FlightAware shared its flight-tracking map with FOX 2. It shows the plane taking off as two small bands of precipitation approached Chesterfield’s Spirit of St. Louis Airport at 7:10 p.m. Saturday. The plane then turned around and the flight ended at 7:19 p.m., the official time of the crash.

Pilot communications with air traffic control were limited.

“There was no distress call,” Folkerts said. “Some communications that we are evaluating give the impression that there was potentially a problem.”

There’s something else investigators are considering: doorbell camera audio from a neighborhood of new homes about a third of a mile from the crash site outside of New Melle. You can hear the plane descend.

“We will have a sound spectrum analysis performed on the doorbell video,” Folkerts said. “We are looking to try to prevent the next tragedy.”

Witnesses who may have heard or seen anything are encouraged to contact the NTSB by email at [email protected]
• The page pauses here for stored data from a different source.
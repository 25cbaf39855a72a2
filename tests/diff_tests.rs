use cfgdiff::{
    compare_collection, compute_diff, parse_document, Change, CollectionStatus,
    ConfigurationDocument, Diagnostic, DiffConfig, Entity, EntitySchema, FormatHint, NormKind,
    ReorderBasis, SchemaRegistry, Side,
};

fn rule(id: &str, source: &str) -> Entity {
    Entity::from_pairs([("id", id), ("source", source)])
}

fn rules(entities: Vec<Entity>) -> ConfigurationDocument {
    ConfigurationDocument::new().with_collection("rules", entities)
}

fn diff(old: &ConfigurationDocument, new: &ConfigurationDocument) -> cfgdiff::ChangeSet {
    compute_diff(old, new, &SchemaRegistry::builtin(), &DiffConfig::default())
}

#[test]
fn test_normalized_equal_is_unchanged() {
    let old = rules(vec![rule("r1", "192.168.001.1")]);
    let new = rules(vec![rule("r1", "192.168.1.1")]);

    let config = DiffConfig {
        include_unchanged: true,
        ..Default::default()
    };
    let set = compute_diff(&old, &new, &SchemaRegistry::builtin(), &config);

    assert!(set.is_empty());
    assert_eq!(
        set.collection("rules").unwrap().change_for("r1"),
        Some(&Change::Unchanged {
            id: "r1".to_string(),
            position: 0
        })
    );
}

#[test]
fn test_pure_move_is_reordered_only() {
    let old = rules(vec![
        rule("r1", "10.0.0.1"),
        rule("r2", "10.0.0.2"),
        rule("r3", "10.0.0.3"),
    ]);
    let new = rules(vec![
        rule("r2", "10.0.0.2"),
        rule("r3", "10.0.0.3"),
        rule("r1", "010.000.000.001"),
    ]);

    let set = diff(&old, &new);
    let r1: Vec<&Change> = set
        .changes()
        .filter(|(_, c)| c.id() == "r1")
        .map(|(_, c)| c)
        .collect();

    assert_eq!(
        r1,
        vec![&Change::ReorderedOnly {
            id: "r1".to_string(),
            old_position: 0,
            new_position: 2
        }]
    );
    assert_eq!(set.summary.modified, 0);
}

#[test]
fn test_removed_independent_of_other_collections() {
    let old = rules(vec![rule("r1", "10.0.0.1"), rule("r2", "10.0.0.2")])
        .with_collection("users", vec![Entity::from_pairs([("id", "x")])])
        .with_collection("aliases", vec![Entity::from_pairs([("type", "host")])]);
    let new = rules(vec![rule("r1", "10.0.0.1")])
        .with_collection(
            "users",
            vec![
                Entity::from_pairs([("name", "admin")]),
                Entity::from_pairs([("name", "admin")]),
            ],
        );

    let set = diff(&old, &new);
    let rules = set.collection("rules").unwrap();
    let removed: Vec<&Change> = rules
        .changes
        .iter()
        .filter(|c| matches!(c, Change::Removed { .. }))
        .collect();

    assert_eq!(removed.len(), 1);
    assert_eq!(removed[0].id(), "r2");
    assert!(rules.diagnostics.is_empty());
    assert!(!set.collection("users").unwrap().diagnostics.is_empty());
    assert_eq!(
        set.collection("aliases").unwrap().status,
        CollectionStatus::AbsentInNew
    );
}

#[test]
fn test_modified_reports_raw_values() {
    let old = rules(vec![rule("r1", "192.168.001.0/24")]);
    let new = rules(vec![rule("r1", "192.168.002.0/24")]);

    let set = diff(&old, &new);
    match set.collection("rules").unwrap().change_for("r1") {
        Some(Change::Modified { fields, .. }) => {
            assert_eq!(fields.len(), 1);
            assert_eq!(fields[0].field, "source");
            assert_eq!(fields[0].kind, NormKind::Ip);
            assert_eq!(fields[0].old.as_deref(), Some("192.168.001.0/24"));
            assert_eq!(fields[0].new.as_deref(), Some("192.168.002.0/24"));
        }
        other => panic!("expected Modified, got {:?}", other),
    }
}

#[test]
fn test_modification_wins_over_move() {
    let old = rules(vec![rule("r1", "10.0.0.1"), rule("r2", "10.0.0.2")]);
    let new = rules(vec![rule("r2", "10.0.0.2"), rule("r1", "10.0.0.9")]);

    let set = diff(&old, &new);
    let rules = set.collection("rules").unwrap();
    assert!(matches!(
        rules.change_for("r1"),
        Some(Change::Modified {
            old_position: 0,
            new_position: 1,
            ..
        })
    ));
    assert!(matches!(
        rules.change_for("r2"),
        Some(Change::ReorderedOnly { .. })
    ));
}

#[test]
fn test_no_reorders_option() {
    let old = rules(vec![rule("r1", "10.0.0.1"), rule("r2", "10.0.0.2")]);
    let new = rules(vec![rule("r2", "10.0.0.2"), rule("r1", "10.0.0.1")]);

    let config = DiffConfig {
        report_reorders: false,
        ..Default::default()
    };
    let set = compute_diff(&old, &new, &SchemaRegistry::builtin(), &config);
    assert!(set.is_empty());
    assert_eq!(set.summary.unchanged, 2);
}

#[test]
fn test_relative_basis_ignores_insertions() {
    let old = rules(vec![rule("r1", "10.0.0.1"), rule("r2", "10.0.0.2")]);
    let new = rules(vec![
        rule("r0", "10.0.0.0"),
        rule("r1", "10.0.0.1"),
        rule("r2", "10.0.0.2"),
    ]);

    let absolute = diff(&old, &new);
    assert_eq!(absolute.summary.reordered, 2);

    let config = DiffConfig {
        reorder_basis: ReorderBasis::Relative,
        ..Default::default()
    };
    let relative = compute_diff(&old, &new, &SchemaRegistry::builtin(), &config);
    assert_eq!(relative.summary.reordered, 0);
    assert_eq!(relative.summary.added, 1);
}

#[test]
fn test_relative_basis_reports_absolute_positions() {
    let old = rules(vec![
        rule("r1", "10.0.0.1"),
        rule("gone", "10.0.0.5"),
        rule("r2", "10.0.0.2"),
    ]);
    let new = rules(vec![rule("r2", "10.0.0.2"), rule("r1", "10.0.0.1")]);

    let config = DiffConfig {
        reorder_basis: ReorderBasis::Relative,
        ..Default::default()
    };
    let set = compute_diff(&old, &new, &SchemaRegistry::builtin(), &config);
    assert_eq!(
        set.collection("rules").unwrap().change_for("r2"),
        Some(&Change::ReorderedOnly {
            id: "r2".to_string(),
            old_position: 2,
            new_position: 0
        })
    );
}

#[test]
fn test_missing_as_empty_option() {
    let old = rules(vec![Entity::from_pairs([("id", "r1"), ("description", "")])]);
    let new = rules(vec![Entity::from_pairs([("id", "r1")])]);

    assert_eq!(diff(&old, &new).summary.modified, 1);

    let config = DiffConfig {
        treat_missing_as_empty: true,
        ..Default::default()
    };
    assert!(compute_diff(&old, &new, &SchemaRegistry::builtin(), &config).is_empty());
}

#[test]
fn test_duplicate_ids_excluded_and_reported() {
    let old = rules(vec![rule("r1", "10.0.0.1"), rule("r2", "10.0.0.2")]);
    let new = rules(vec![
        rule("r1", "10.0.0.1"),
        rule("r2", "10.0.0.3"),
        rule("r1", "10.0.0.4"),
    ]);

    let set = diff(&old, &new);
    let rules = set.collection("rules").unwrap();

    assert_eq!(
        rules.diagnostics,
        vec![Diagnostic::AmbiguousIdentity {
            id: "r1".to_string(),
            side: Side::New,
            positions: vec![0, 2],
        }]
    );
    assert!(rules.change_for("r1").is_none());
    assert!(matches!(rules.change_for("r2"), Some(Change::Modified { .. })));
}

#[test]
fn test_missing_ids_reported() {
    let old = rules(vec![rule("r1", "10.0.0.1")]);
    let new = rules(vec![
        rule("r1", "10.0.0.1"),
        Entity::from_pairs([("source", "10.0.0.2")]),
    ]);

    let set = diff(&old, &new);
    assert!(set.is_empty());
    assert_eq!(
        set.collection("rules").unwrap().diagnostics,
        vec![Diagnostic::MissingIdentity {
            side: Side::New,
            position: 1
        }]
    );
}

#[test]
fn test_absent_collection_is_diagnostic_only() {
    let old = ConfigurationDocument::new();
    let new = rules(vec![rule("r1", "10.0.0.1")]);

    let set = diff(&old, &new);
    let rules = set.collection("rules").unwrap();
    assert_eq!(rules.status, CollectionStatus::AbsentInOld);
    assert!(rules.changes.is_empty());
    assert_eq!(
        rules.diagnostics,
        vec![Diagnostic::CollectionAbsent { side: Side::Old }]
    );
    assert!(set.is_empty());
    assert!(set.has_diagnostics());
}

#[test]
fn test_no_schema_without_fallback() {
    let registry = SchemaRegistry::new().with(EntitySchema::keyed_by("rules", "id"));
    let doc = ConfigurationDocument::new()
        .with_collection("rules", vec![rule("r1", "10.0.0.1")])
        .with_collection("vlans", vec![Entity::from_pairs([("tag", "10")])]);

    let set = compute_diff(&doc, &doc, &registry, &DiffConfig::default());
    let vlans = set.collection("vlans").unwrap();
    assert_eq!(vlans.status, CollectionStatus::Unsupported);
    assert_eq!(vlans.diagnostics, vec![Diagnostic::NoSchema]);
    assert_eq!(
        set.collection("rules").unwrap().status,
        CollectionStatus::Compared
    );
}

#[test]
fn test_fallback_schema_compares_all_fields_as_text() {
    let old = ConfigurationDocument::new().with_collection(
        "dhcp_leases",
        vec![Entity::from_pairs([("id", "l1"), ("hostname", "printer  01")])],
    );
    let new = ConfigurationDocument::new().with_collection(
        "dhcp_leases",
        vec![Entity::from_pairs([("id", "l1"), ("hostname", "printer 02")])],
    );

    let set = diff(&old, &new);
    assert_eq!(set.summary.modified, 1);
}

#[test]
fn test_unlisted_fields_compared_by_builtin_schema() {
    let old = rules(vec![Entity::from_pairs([
        ("id", "r1"),
        ("enabled", "yes"),
        ("statetype", "keep state"),
    ])]);
    let new = rules(vec![Entity::from_pairs([
        ("id", "r1"),
        ("enabled", "no"),
        ("statetype", "keep   state"),
    ])]);

    let set = diff(&old, &new);
    match set.collection("rules").unwrap().change_for("r1") {
        Some(Change::Modified { fields, .. }) => {
            assert_eq!(fields.len(), 1);
            assert_eq!(fields[0].field, "enabled");
            assert_eq!(fields[0].kind, NormKind::Text);
            assert_eq!(fields[0].old.as_deref(), Some("yes"));
            assert_eq!(fields[0].new.as_deref(), Some("no"));
        }
        other => panic!("expected Modified, got {:?}", other),
    }
}

#[test]
fn test_nested_field_change_from_parsed_snapshot() {
    let old = parse_document(
        "rules:\n  - id: r1\n    protocol: TCP\n    source: { address: 192.168.001.0/24 }\n    destination: { port: \"0443\" }\n",
        Some(FormatHint::Yaml),
    )
    .unwrap();
    let new = parse_document(
        r#"{"rules": [{"id": "r1", "protocol": "tcp", "source": {"address": "10.9.9.0/24"}, "destination": {"port": "443"}}]}"#,
        Some(FormatHint::Json),
    )
    .unwrap();

    let set = diff(&old, &new);
    assert_eq!(set.summary.modified, 1);
    match set.collection("rules").unwrap().change_for("r1") {
        Some(Change::Modified { fields, .. }) => {
            assert_eq!(fields.len(), 1);
            assert_eq!(fields[0].field, "source.address");
            assert_eq!(fields[0].kind, NormKind::Ip);
            assert_eq!(fields[0].old.as_deref(), Some("192.168.001.0/24"));
            assert_eq!(fields[0].new.as_deref(), Some("10.9.9.0/24"));
        }
        other => panic!("expected Modified, got {:?}", other),
    }
}

#[test]
fn test_nested_cosmetic_change_from_parsed_snapshot() {
    let old = parse_document(
        "rules:\n  - id: r1\n    source: { address: 192.168.001.0/24, port: \"0022\" }\n    schedule: { days: [mon, tue] }\n",
        Some(FormatHint::Yaml),
    )
    .unwrap();
    let new = parse_document(
        "[[rules]]\nid = \"r1\"\nsource = { address = \"192.168.1.0/24\", port = \"22\" }\nschedule = { days = [\"mon\", \"tue\"] }\n",
        Some(FormatHint::Toml),
    )
    .unwrap();

    assert!(diff(&old, &new).is_empty());
}

#[test]
fn test_identity_faults_do_not_shift_ordinals() {
    let old = rules(vec![
        rule("r1", "10.0.0.1"),
        rule("r1", "10.0.0.1"),
        rule("r2", "10.0.0.2"),
    ]);
    let new = rules(vec![rule("r1", "10.0.0.1"), rule("r2", "10.0.0.2")]);

    let config = DiffConfig {
        include_unchanged: true,
        ..Default::default()
    };
    let set = compute_diff(&old, &new, &SchemaRegistry::builtin(), &config);
    assert!(set.is_empty());
    assert_eq!(
        set.collection("rules").unwrap().change_for("r2"),
        Some(&Change::Unchanged {
            id: "r2".to_string(),
            position: 1
        })
    );

    let old = rules(vec![
        Entity::from_pairs([("source", "10.0.0.9")]),
        rule("r3", "10.0.0.3"),
        rule("r4", "10.0.0.4"),
    ]);
    let new = rules(vec![rule("r4", "10.0.0.4"), rule("r3", "10.0.0.3")]);
    let set = diff(&old, &new);
    assert_eq!(
        set.collection("rules").unwrap().change_for("r3"),
        Some(&Change::ReorderedOnly {
            id: "r3".to_string(),
            old_position: 1,
            new_position: 1,
        })
    );
    assert_eq!(set.summary.reordered, 2);
}

#[test]
fn test_result_order() {
    let old = ConfigurationDocument::new()
        .with_collection("users", vec![Entity::from_pairs([("name", "a")])])
        .with_collection(
            "rules",
            vec![rule("b", "1.1.1.1"), rule("a", "1.1.1.1"), rule("c", "1.1.1.1")],
        );
    let new = ConfigurationDocument::new()
        .with_collection("users", vec![Entity::from_pairs([("name", "b")])])
        .with_collection(
            "rules",
            vec![rule("z", "1.1.1.1"), rule("a", "1.1.1.1"), rule("y", "1.1.1.1")],
        );

    let set = diff(&old, &new);
    let ordered: Vec<(&str, &str)> = set.changes().map(|(c, ch)| (c, ch.id())).collect();
    assert_eq!(
        ordered,
        vec![
            ("rules", "b"),
            ("rules", "c"),
            ("rules", "z"),
            ("rules", "y"),
            ("users", "a"),
            ("users", "b"),
        ]
    );
}

#[test]
fn test_parallel_matches_sequential() {
    let mut old = ConfigurationDocument::new();
    let mut new = ConfigurationDocument::new();
    for n in 0..12 {
        let name = format!("collection_{:02}", n);
        old.insert_collection(
            name.clone(),
            (0..20)
                .map(|i| Entity::from_pairs([("id", format!("e{}", i)), ("v", i.to_string())]))
                .collect(),
        );
        new.insert_collection(
            name,
            (0..20)
                .rev()
                .map(|i| {
                    Entity::from_pairs([("id", format!("e{}", i)), ("v", (i % 7).to_string())])
                })
                .collect(),
        );
    }

    let registry = SchemaRegistry::builtin();
    let sequential = compute_diff(&old, &new, &registry, &DiffConfig::default());
    let parallel = compute_diff(
        &old,
        &new,
        &registry,
        &DiffConfig {
            parallel: true,
            ..Default::default()
        },
    );
    assert_eq!(sequential, parallel);
    assert!(!sequential.is_empty());
}

#[test]
fn test_compare_collection_with_custom_schema() {
    let schema = EntitySchema::with_extractor("vlans", |e: &Entity| {
        Some(format!("{}.{}", e.get("parent")?, e.get("tag")?))
    })
    .field("description", NormKind::Text);

    let old = vec![Entity::from_pairs([
        ("parent", "em0"),
        ("tag", "10"),
        ("description", "office"),
    ])];
    let new = vec![Entity::from_pairs([
        ("parent", "em0"),
        ("tag", "10"),
        ("description", "  office "),
    ])];

    let result = compare_collection(&schema, &old, &new, &DiffConfig::default());
    assert_eq!(result.collection, "vlans");
    assert_eq!(result.summary.unchanged, 1);
    assert_eq!(
        result.change_for("em0.10"),
        Some(&Change::Unchanged {
            id: "em0.10".to_string(),
            position: 0
        })
    );
}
Investigators identified the pilots as George King, 55, of Westerville, OH, near Columbus; and Amanda Youngblood, 35, of Huber Heights, OH, near Dayton. Both were killed. They were flying for Airnet II, a Columbus company. Its website indicates that the company specializes in the transport of potentially dangerous goods. This plane was empty. Experienced pilots were certified for “instrument flight” in poor weather, Folkerts said. They were heading to Denver for a pickup and back to St. Louis. The aircraft made the same flight six days earlier.

Ice wasn’t a factor, Folkerts said, but the weather still could have been. This certainly hampered the search for the wreckage.

“The weather was bad. It’s very hilly terrain. It was off the roadway. It was really rough. There was no fire,” the county police chief said. of St. Charles, Kurt Frizz.

It took searchers almost two hours to find the wreckage in the rough terrain. The closest freeway was the F freeway.

The NTSB plans to release a preliminary report within two weeks.